Peeling back the continuous real line to focus purely on the discrete integers reveals the beautiful, structural discipline of number theory.
The Building Blocks: Primes and Composites
Just as a chemist views molecules as configurations of atoms, a mathematician views integers as configurations of primes.
- A prime number is a natural number greater than one that has exactly two distinct positive divisors: one and the number itself.
- A composite number is a natural number greater than one that has more than two positive divisors.

Two vital edge-cases that trip up students (and test-takers):
- The number one is neither prime nor composite. It has only one positive divisor (itself), violating the definition of both.
- The number two is the only even prime number. Every other even number is trivially divisible by two.
These definitions lead us to the crowning jewel of discrete mathematics: The Fundamental Theorem of Arithmetic states that every integer greater than one can be represented uniquely as a product of prime numbers, disregarding the order of the factors. This means the integer 60 is entirely defined by its unique prime DNA: 22⋅3⋅5.
Factors, Multiples, and Shared Traits
To navigate the integers, we track how they divide into one another.
- A factor of a specific integer is any integer that divides the specific integer without leaving a remainder. (e.g., 4 is a factor of 12).
- A multiple of a specific integer is the product of that specific integer and any integer. (e.g., 12 is a multiple of 4).

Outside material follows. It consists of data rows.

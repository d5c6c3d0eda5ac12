// Copyright (C) 2026 Fred Clausen
// Use of this source code is governed by an MIT-style
// license that can be found in the LICENSE file or at
// https://opensource.org/licenses/MIT.

//! Live notification streaming for roster clients.
//!
//! Mutation progress (loading, success, error) and document changes are
//! pushed to every connected WebSocket. Events are informational only.
//! Clients still fetch the document over HTTP.
//!
//! # Architecture
//!
//! - The broadcaster is the roster session's notification sink
//! - Events are broadcast to all connected clients
//! - No commands are executed over WebSocket connections

use axum::{
    extract::{
        State as AxumState, WebSocketUpgrade,
        ws::{Message, WebSocket},
    },
    response::Response,
};
use futures::{SinkExt, stream::StreamExt};
use meeting_roster::{Notification, NotificationKind, NotificationSink};
use serde::{Deserialize, Serialize};
use std::sync::Arc;
use tokio::sync::broadcast;
use tracing::{debug, error, info, warn};

/// Maximum number of events to buffer in the broadcast channel.
/// If clients cannot keep up, older events will be dropped.
const EVENT_BUFFER_SIZE: usize = 100;

/// Live event types.
#[derive(Debug, Clone, PartialEq, Eq, Serialize, Deserialize)]
#[serde(tag = "type", rename_all = "snake_case")]
pub enum LiveEvent {
    /// A user-facing notification from a mutation.
    Notification {
        /// The pt-BR message text.
        message: String,
        /// Loading, success or error.
        kind: NotificationKind,
        /// Hide the notification after this many milliseconds. Absent means
        /// it stays until replaced.
        auto_dismiss_ms: Option<u64>,
    },
    /// The stored document changed.
    DocumentChanged {
        /// The new stored version, when known.
        version: Option<i64>,
    },
    /// Connection confirmation (sent on initial connect).
    Connected {
        /// Server timestamp (ISO 8601).
        timestamp: String,
    },
}

impl From<Notification> for LiveEvent {
    fn from(notification: Notification) -> Self {
        Self::Notification {
            auto_dismiss_ms: notification
                .kind
                .auto_dismiss()
                .and_then(|d| u64::try_from(d.as_millis()).ok()),
            message: notification.message,
            kind: notification.kind,
        }
    }
}

/// Broadcaster for live events.
///
/// A thin wrapper around `tokio::sync::broadcast`.
#[derive(Clone)]
pub struct LiveEventBroadcaster {
    tx: broadcast::Sender<LiveEvent>,
}

impl LiveEventBroadcaster {
    /// Creates a new event broadcaster.
    #[must_use]
    pub fn new() -> Self {
        let (tx, _rx) = broadcast::channel(EVENT_BUFFER_SIZE);
        Self { tx }
    }

    /// Broadcasts an event to all connected clients.
    ///
    /// If no clients are connected, the event is dropped.
    pub fn broadcast(&self, event: &LiveEvent) {
        match self.tx.send(event.clone()) {
            Ok(count) => {
                debug!(?event, receivers = count, "Broadcast live event");
            }
            Err(_) => {
                debug!(?event, "No receivers for live event");
            }
        }
    }

    /// Subscribes to events sent from now on.
    pub(crate) fn subscribe(&self) -> broadcast::Receiver<LiveEvent> {
        self.tx.subscribe()
    }
}

impl Default for LiveEventBroadcaster {
    fn default() -> Self {
        Self::new()
    }
}

impl NotificationSink for LiveEventBroadcaster {
    fn notify(&self, notification: Notification) {
        self.broadcast(&LiveEvent::from(notification));
    }
}

/// Handles WebSocket upgrade requests for live event streaming.
///
/// # Arguments
///
/// * `ws` - WebSocket upgrade request
/// * `broadcaster` - The live event broadcaster from application state
///
/// # Returns
///
/// An HTTP response that upgrades the connection to WebSocket
pub async fn live_events_handler(
    ws: WebSocketUpgrade,
    AxumState(broadcaster): AxumState<Arc<LiveEventBroadcaster>>,
) -> Response {
    ws.on_upgrade(move |socket| handle_socket(socket, broadcaster))
}

/// Sends a connection confirmation, then streams events until the client
/// disconnects or an error occurs.
async fn handle_socket(socket: WebSocket, broadcaster: Arc<LiveEventBroadcaster>) {
    info!("Client connected to live event stream");

    let (mut sender, mut receiver) = socket.split();
    let mut rx: broadcast::Receiver<LiveEvent> = broadcaster.subscribe();

    let connected_event: LiveEvent = LiveEvent::Connected {
        timestamp: time::OffsetDateTime::now_utc()
            .format(&time::format_description::well_known::Iso8601::DEFAULT)
            .unwrap_or_else(|_| String::from("unknown")),
    };

    if let Ok(json) = serde_json::to_string(&connected_event)
        && sender.send(Message::Text(json.into())).await.is_err()
    {
        warn!("Failed to send connection confirmation");
        return;
    }

    let mut send_task = tokio::spawn(async move {
        loop {
            match rx.recv().await {
                Ok(event) => match serde_json::to_string(&event) {
                    Ok(json) => {
                        if sender.send(Message::Text(json.into())).await.is_err() {
                            break;
                        }
                    }
                    Err(e) => {
                        error!(?e, "Failed to serialize live event");
                    }
                },
                Err(broadcast::error::RecvError::Lagged(skipped)) => {
                    warn!(skipped, "Live event client lagging, events dropped");
                }
                Err(broadcast::error::RecvError::Closed) => break,
            }
        }
    });

    let mut recv_task = tokio::spawn(async move {
        while let Some(msg) = receiver.next().await {
            match msg {
                Ok(Message::Text(_) | Message::Binary(_)) => {
                    warn!("Received unexpected message from client, ignoring");
                }
                Ok(Message::Close(_)) => {
                    debug!("Client sent close frame");
                    break;
                }
                Ok(Message::Ping(_) | Message::Pong(_)) => {}
                Err(e) => {
                    error!(?e, "WebSocket receive error");
                    break;
                }
            }
        }
    });

    tokio::select! {
        _ = &mut send_task => {
            debug!("Send task completed");
            recv_task.abort();
        }
        _ = &mut recv_task => {
            debug!("Receive task completed");
            send_task.abort();
        }
    }

    info!("Client disconnected from live event stream");
}

#[cfg(test)]
mod tests {
    use super::*;

    #[test]
    fn test_broadcaster_creation() {
        let broadcaster = LiveEventBroadcaster::new();
        assert_eq!(broadcaster.tx.receiver_count(), 0);
    }

    #[test]
    fn test_broadcast_no_receivers() {
        let broadcaster = LiveEventBroadcaster::new();
        broadcaster.notify(Notification::loading("Salvando designação..."));
    }

    #[test]
    fn test_notifications_reach_every_receiver() {
        let broadcaster = LiveEventBroadcaster::new();
        let mut rx1 = broadcaster.subscribe();
        let mut rx2 = broadcaster.subscribe();

        broadcaster.notify(Notification::error("Falha ao salvar. Verifique sua conexão."));

        for rx in [&mut rx1, &mut rx2] {
            match rx.try_recv() {
                Ok(LiveEvent::Notification {
                    kind: NotificationKind::Error,
                    auto_dismiss_ms: None,
                    ..
                }) => {}
                other => panic!("Expected error notification, got {other:?}"),
            }
        }
    }

    #[test]
    fn test_success_notification_auto_dismisses() {
        let event: LiveEvent =
            LiveEvent::from(Notification::success("Dados importados com sucesso!"));

        assert_eq!(
            event,
            LiveEvent::Notification {
                message: String::from("Dados importados com sucesso!"),
                kind: NotificationKind::Success,
                auto_dismiss_ms: Some(3000),
            }
        );
    }

    #[test]
    fn test_event_serialization() {
        let event: LiveEvent = LiveEvent::from(Notification::loading("Importando dados..."));

        let json: serde_json::Value = serde_json::to_value(&event).expect("Failed to serialize");
        assert_eq!(json["type"], "notification");
        assert_eq!(json["kind"], "loading");
        assert!(json["auto_dismiss_ms"].is_null());

        let deserialized: LiveEvent = serde_json::from_value(json).expect("Failed to deserialize");
        assert_eq!(deserialized, event);
    }

    #[test]
    fn test_document_changed_serialization() {
        let json: String = serde_json::to_string(&LiveEvent::DocumentChanged { version: Some(4) })
            .expect("Failed to serialize");

        assert_eq!(json, r#"{"type":"document_changed","version":4}"#);
    }
}
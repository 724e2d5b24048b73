mod auth;
mod context;
mod db;
mod error;
mod forms;
mod handlers;
mod middlewares;
pub mod models;
pub mod request;
pub mod response;

use actix_web::web::{get, post, scope, Data, ServiceConfig};
use actix_web::{App, HttpServer};
use anyhow::Context as _;

use auth::SessionSecret;
use middlewares::session::SessionGuard;

pub fn routes(cfg: &mut ServiceConfig) {
    cfg.service(
        scope("register")
            .route("", get().to(handlers::register_form))
            .route("", post().to(handlers::register)),
    )
    .service(
        scope("login")
            .route("", get().to(handlers::login_form))
            .route("", post().to(handlers::login)),
    )
    .service(scope("logout").route("", post().to(handlers::logout)))
    .service(
        scope("polls")
            .wrap(SessionGuard)
            .route("", get().to(handlers::polls::list))
            .service(
                scope("add")
                    .route("", get().to(handlers::polls::add_form))
                    .route("", post().to(handlers::polls::create)),
            )
            .service(
                scope("{poll_id}")
                    .route("", get().to(handlers::polls::detail))
                    .route("vote", post().to(handlers::polls::vote))
                    .route("edit", get().to(handlers::polls::edit_form))
                    .route("edit", post().to(handlers::polls::edit))
                    .route("delete", get().to(handlers::polls::delete_form))
                    .route("delete", post().to(handlers::polls::delete))
                    .route("choices/add", get().to(handlers::choices::add_form))
                    .route("choices/add", post().to(handlers::choices::add)),
            ),
    )
    .service(
        scope("choices").wrap(SessionGuard).service(
            scope("{choice_id}")
                .route("edit", get().to(handlers::choices::edit_form))
                .route("edit", post().to(handlers::choices::edit))
                .route("delete", get().to(handlers::choices::delete_form))
                .route("delete", post().to(handlers::choices::delete)),
        ),
    );
}

#[actix_web::main]
async fn main() -> anyhow::Result<()> {
    dotenv::dotenv().ok();
    env_logger::init_from_env(
        env_logger::Env::default().default_filter_or("actix_web=info,pollbox=info"),
    );
    let database_url = dotenv::var("DATABASE_URL").unwrap_or_else(|_| "sqlite:pollbox.db".into());
    let secret = dotenv::var("JWT_SECRET").context("environment variable JWT_SECRET not been set")?;
    let bind_addr = dotenv::var("BIND_ADDR").unwrap_or_else(|_| "0.0.0.0:8000".into());

    let pool = db::create_pool(&database_url, 5).await?;
    db::run_migrations(&pool).await?;

    let secret = SessionSecret(secret.into_bytes());
    log::info!("listening on {}", bind_addr);
    HttpServer::new(move || {
        App::new()
            .wrap(actix_web::middleware::Logger::default())
            .app_data(Data::new(pool.clone()))
            .app_data(Data::new(secret.clone()))
            .configure(routes)
    })
    .bind(&bind_addr)?
    .run()
    .await?;
    Ok(())
}
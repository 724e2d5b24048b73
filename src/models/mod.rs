pub mod choice;
pub mod poll;
pub mod user;
pub mod vote;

A Counterintuitive Truth: The integer zero is a multiple of every integer. Because any integer n multiplied by 0 yields 0, zero satisfies the strict mathematical definition of a multiple.
When analyzing groups of integers, we look for intersections in their structure:
- The greatest common divisor (GCD) of two or more integers is the largest positive integer that divides each of the integers without a remainder.
- The least common multiple (LCM) of two or more non-zero integers is the smallest positive integer that is a multiple of each of the integers.
When two integers share no common factors other than 1, we say those two integers are relatively prime if the greatest common divisor of the two integers is exactly one. (e.g., 8 and 15 are both composite, but they are relatively prime to one another).
Algorithms and Divisibility Mechanics
Finding the GCD of small numbers by listing factors is easy, but what if a student faces 1071 and 462? This is where we deploy ancient algorithmic power. The Euclidean algorithm is a systematic method used to compute the greatest common divisor of two integers. It relies on the principle that the GCD of two numbers also divides their difference, repeatedly using division and remainders until a remainder of zero is reached.

Finally, you must be fluent in quick diagnostic checks—the divisibility rules—to effortlessly factor large numbers on the exam:
- A natural number is divisible by two if the final digit of the natural number is an even number.
- A natural number is divisible by three if the sum of all digits in the natural number is divisible by three.
- A natural number is divisible by five if the final digit of the natural number is zero or five.
By mastering these structures—from the behavior of infinite non-repeating decimals to the unique prime factorization of integers—you will navigate the Praxis mathematics exam with absolute precision. More importantly, you will be prepared to guide your future students past the deceptive limitations of their calculator screens, revealing the true, boundless elegance of the real number system.